*** Opening of Information supplied ***

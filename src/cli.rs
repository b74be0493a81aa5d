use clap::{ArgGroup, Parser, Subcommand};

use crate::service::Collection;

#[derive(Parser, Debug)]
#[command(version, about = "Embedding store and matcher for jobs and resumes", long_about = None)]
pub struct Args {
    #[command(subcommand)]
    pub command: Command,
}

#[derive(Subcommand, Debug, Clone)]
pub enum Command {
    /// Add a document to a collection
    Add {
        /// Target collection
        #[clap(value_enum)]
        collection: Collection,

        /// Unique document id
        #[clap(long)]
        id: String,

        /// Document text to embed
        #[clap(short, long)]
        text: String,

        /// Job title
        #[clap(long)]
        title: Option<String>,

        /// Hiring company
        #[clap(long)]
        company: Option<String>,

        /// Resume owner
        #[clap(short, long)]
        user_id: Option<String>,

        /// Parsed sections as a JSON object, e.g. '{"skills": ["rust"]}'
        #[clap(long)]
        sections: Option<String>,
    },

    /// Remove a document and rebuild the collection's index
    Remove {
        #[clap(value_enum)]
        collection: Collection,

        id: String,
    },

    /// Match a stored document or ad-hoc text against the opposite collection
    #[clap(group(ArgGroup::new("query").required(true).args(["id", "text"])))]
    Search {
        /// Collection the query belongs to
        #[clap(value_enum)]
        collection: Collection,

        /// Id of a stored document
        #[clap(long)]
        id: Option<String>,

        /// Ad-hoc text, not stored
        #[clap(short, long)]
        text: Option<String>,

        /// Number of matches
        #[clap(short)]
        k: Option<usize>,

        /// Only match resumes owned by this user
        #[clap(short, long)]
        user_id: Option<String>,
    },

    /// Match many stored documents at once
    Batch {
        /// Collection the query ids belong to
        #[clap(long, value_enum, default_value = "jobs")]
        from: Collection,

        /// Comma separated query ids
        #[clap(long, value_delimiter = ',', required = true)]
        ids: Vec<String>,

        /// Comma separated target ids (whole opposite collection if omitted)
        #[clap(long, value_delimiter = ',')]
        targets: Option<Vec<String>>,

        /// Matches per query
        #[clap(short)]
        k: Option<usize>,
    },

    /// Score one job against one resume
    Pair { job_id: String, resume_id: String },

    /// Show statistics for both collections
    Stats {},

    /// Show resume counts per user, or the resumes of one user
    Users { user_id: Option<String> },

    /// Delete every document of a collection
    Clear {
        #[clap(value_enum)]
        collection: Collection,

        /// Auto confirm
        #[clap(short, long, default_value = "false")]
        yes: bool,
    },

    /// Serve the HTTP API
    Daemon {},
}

*** Close of Information supplied ***

> **What you will do**: Please make an exact copy of the lines from the one holding "of a collection" through the final line of the records above, nothing more.

> **Answer section**:
    /// Delete every document of a collection
    Clear {
        #[clap(value_enum)]
        collection: Collection,

        /// Auto confirm
        #[clap(short, long, default_value = "false")]
        yes: bool,
    },

    /// Serve the HTTP API
    Daemon {},
}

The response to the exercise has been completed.